====== MATERIAL FOR THIS TASK ======
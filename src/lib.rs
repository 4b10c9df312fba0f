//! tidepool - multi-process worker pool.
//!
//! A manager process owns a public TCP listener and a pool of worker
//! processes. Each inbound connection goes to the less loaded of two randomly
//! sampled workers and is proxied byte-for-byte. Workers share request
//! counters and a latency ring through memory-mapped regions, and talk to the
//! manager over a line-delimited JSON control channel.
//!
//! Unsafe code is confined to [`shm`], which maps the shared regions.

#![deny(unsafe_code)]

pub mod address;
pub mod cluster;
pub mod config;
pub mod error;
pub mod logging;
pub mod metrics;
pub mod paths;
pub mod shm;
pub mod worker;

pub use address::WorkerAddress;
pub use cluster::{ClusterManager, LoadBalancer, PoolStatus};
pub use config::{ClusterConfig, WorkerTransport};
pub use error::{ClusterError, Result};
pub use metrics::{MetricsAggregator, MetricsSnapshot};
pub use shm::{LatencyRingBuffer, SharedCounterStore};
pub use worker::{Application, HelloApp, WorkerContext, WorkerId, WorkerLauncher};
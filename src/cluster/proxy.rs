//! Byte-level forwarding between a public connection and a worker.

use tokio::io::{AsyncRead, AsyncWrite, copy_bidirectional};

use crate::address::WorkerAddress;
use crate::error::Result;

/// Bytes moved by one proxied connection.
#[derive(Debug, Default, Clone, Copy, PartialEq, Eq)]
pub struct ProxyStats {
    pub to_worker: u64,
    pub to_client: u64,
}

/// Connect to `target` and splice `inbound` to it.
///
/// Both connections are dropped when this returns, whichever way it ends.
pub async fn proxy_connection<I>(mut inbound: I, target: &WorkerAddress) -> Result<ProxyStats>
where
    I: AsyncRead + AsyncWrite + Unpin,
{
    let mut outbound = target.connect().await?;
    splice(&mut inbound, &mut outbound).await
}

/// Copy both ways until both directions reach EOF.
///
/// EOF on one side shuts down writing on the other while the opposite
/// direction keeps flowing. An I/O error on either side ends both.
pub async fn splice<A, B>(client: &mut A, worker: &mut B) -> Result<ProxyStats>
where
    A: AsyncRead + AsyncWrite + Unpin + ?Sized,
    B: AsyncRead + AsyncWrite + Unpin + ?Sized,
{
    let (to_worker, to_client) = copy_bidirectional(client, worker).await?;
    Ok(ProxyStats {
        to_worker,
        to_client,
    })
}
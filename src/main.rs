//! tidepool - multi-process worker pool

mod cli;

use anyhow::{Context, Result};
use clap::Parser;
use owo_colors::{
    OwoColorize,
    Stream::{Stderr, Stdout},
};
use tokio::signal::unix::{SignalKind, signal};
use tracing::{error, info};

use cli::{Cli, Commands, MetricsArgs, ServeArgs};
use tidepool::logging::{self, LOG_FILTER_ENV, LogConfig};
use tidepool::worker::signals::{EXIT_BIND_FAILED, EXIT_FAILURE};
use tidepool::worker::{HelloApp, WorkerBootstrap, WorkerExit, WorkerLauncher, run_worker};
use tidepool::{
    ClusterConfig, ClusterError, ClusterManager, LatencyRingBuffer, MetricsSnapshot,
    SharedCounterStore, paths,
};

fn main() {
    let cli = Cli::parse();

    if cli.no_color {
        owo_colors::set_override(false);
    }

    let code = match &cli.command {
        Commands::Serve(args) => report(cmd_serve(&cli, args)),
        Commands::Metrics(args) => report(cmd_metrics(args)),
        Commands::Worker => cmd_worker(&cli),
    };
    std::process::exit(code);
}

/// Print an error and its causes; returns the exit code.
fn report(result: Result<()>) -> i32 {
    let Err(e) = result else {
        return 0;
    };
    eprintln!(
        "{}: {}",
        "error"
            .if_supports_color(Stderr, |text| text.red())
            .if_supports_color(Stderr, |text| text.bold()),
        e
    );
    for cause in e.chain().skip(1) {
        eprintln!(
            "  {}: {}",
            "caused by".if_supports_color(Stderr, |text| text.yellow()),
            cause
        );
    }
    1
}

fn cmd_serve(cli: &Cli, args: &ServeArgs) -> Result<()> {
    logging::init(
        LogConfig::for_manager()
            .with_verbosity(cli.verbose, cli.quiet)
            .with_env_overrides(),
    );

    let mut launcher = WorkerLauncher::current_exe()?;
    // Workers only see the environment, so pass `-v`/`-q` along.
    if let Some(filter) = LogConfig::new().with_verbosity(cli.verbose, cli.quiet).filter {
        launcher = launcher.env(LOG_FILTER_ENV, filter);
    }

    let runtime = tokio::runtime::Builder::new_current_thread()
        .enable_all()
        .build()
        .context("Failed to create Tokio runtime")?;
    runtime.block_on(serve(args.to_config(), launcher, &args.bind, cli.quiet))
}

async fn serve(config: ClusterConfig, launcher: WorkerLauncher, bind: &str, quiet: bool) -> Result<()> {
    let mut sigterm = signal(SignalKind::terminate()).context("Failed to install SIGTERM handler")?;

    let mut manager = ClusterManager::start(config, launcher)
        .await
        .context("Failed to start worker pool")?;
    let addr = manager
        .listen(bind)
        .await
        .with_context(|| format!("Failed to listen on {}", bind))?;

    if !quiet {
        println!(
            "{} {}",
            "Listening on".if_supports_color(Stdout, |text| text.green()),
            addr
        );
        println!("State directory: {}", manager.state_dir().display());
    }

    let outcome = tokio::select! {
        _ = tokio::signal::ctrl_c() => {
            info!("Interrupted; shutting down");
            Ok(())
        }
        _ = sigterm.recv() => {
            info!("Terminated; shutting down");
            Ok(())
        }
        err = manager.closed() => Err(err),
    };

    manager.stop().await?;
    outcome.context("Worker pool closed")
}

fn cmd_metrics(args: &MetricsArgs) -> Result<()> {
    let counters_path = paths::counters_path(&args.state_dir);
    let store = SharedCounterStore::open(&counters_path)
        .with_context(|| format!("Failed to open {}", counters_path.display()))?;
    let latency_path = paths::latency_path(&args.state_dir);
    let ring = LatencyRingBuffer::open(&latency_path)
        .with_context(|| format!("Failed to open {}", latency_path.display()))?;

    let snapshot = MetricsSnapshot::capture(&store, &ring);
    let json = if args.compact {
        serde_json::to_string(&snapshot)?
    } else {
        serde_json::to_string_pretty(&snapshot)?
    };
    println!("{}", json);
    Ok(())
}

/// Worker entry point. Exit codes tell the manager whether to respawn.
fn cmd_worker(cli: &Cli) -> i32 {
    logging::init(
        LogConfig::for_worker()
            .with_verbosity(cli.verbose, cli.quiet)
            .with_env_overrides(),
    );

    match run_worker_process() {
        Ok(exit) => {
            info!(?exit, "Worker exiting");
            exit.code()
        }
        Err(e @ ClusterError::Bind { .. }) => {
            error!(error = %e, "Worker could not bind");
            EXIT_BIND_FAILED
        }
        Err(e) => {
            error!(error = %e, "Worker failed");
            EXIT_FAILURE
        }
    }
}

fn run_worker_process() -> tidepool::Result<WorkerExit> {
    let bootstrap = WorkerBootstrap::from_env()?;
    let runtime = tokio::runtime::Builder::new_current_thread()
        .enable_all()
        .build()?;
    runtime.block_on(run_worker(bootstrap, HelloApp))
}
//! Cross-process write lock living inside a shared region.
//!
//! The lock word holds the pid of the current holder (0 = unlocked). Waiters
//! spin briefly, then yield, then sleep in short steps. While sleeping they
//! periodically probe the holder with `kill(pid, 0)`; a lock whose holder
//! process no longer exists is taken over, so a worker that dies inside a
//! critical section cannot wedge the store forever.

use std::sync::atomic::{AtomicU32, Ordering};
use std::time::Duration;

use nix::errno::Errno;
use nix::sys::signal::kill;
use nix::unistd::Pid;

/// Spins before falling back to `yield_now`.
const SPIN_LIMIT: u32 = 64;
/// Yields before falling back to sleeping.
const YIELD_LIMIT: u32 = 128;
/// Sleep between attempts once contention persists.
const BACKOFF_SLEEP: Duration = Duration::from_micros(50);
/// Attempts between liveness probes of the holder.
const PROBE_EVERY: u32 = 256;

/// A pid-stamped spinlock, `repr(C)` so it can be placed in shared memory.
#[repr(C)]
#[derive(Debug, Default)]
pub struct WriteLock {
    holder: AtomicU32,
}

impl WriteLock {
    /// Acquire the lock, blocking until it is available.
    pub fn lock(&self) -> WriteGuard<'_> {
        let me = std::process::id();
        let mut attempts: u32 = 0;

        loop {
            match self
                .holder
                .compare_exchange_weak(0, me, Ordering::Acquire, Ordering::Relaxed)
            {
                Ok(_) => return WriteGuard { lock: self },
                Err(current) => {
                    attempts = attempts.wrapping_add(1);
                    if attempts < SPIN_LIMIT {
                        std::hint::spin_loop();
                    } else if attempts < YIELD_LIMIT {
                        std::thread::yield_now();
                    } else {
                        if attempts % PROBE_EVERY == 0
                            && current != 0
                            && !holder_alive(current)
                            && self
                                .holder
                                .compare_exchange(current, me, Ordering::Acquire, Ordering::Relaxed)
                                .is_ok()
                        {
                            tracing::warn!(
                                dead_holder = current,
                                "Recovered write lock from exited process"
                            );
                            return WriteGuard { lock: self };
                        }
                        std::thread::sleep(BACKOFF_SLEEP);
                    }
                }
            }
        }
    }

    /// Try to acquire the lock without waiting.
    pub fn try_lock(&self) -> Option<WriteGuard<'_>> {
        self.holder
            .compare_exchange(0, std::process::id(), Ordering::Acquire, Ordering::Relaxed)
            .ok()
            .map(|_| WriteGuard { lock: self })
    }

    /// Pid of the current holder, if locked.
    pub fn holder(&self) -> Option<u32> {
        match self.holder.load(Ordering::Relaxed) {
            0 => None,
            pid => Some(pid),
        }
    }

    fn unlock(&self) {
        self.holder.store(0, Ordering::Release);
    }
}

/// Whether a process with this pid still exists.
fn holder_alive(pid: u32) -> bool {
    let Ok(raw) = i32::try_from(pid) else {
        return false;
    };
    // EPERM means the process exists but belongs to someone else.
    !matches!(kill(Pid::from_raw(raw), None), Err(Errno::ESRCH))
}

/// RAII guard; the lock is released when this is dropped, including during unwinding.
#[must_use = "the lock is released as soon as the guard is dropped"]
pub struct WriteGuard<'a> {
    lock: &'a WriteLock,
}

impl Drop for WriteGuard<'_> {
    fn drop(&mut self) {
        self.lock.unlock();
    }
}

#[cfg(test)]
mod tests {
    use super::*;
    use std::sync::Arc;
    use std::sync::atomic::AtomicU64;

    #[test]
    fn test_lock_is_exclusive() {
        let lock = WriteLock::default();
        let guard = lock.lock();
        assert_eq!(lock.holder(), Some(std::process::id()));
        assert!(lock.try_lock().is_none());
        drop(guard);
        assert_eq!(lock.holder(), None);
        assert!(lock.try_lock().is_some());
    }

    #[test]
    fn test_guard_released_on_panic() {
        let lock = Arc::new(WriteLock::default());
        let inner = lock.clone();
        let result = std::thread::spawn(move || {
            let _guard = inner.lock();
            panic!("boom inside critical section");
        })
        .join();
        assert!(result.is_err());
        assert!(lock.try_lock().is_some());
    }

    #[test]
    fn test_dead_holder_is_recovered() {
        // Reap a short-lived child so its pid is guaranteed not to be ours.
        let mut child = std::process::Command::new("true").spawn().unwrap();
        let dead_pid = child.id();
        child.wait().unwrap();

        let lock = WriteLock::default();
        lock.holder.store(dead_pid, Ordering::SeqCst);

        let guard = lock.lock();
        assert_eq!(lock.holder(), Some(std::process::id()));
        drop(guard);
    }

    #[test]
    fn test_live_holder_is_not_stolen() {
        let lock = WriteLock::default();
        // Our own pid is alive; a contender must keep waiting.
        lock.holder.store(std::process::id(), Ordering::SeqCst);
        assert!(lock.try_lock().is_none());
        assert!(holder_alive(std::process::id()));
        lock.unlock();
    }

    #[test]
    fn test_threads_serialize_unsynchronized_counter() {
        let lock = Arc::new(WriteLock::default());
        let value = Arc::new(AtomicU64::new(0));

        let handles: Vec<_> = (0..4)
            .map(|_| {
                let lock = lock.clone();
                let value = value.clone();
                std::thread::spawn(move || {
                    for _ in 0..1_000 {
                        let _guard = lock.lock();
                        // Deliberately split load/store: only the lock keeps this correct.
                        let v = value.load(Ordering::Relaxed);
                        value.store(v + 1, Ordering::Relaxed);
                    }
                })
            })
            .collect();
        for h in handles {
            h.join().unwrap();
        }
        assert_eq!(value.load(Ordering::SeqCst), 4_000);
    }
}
======
WHAT THE TASK REQUIRES: Using the records above, find and show each line with the string "open".

WRITTEN SOLUTION:
    let store = SharedCounterStore::open(&counters_path)
        .with_context(|| format!("Failed to open {}", counters_path.display()))?;
    let ring = LatencyRingBuffer::open(&latency_path)
        .with_context(|| format!("Failed to open {}", latency_path.display()))?;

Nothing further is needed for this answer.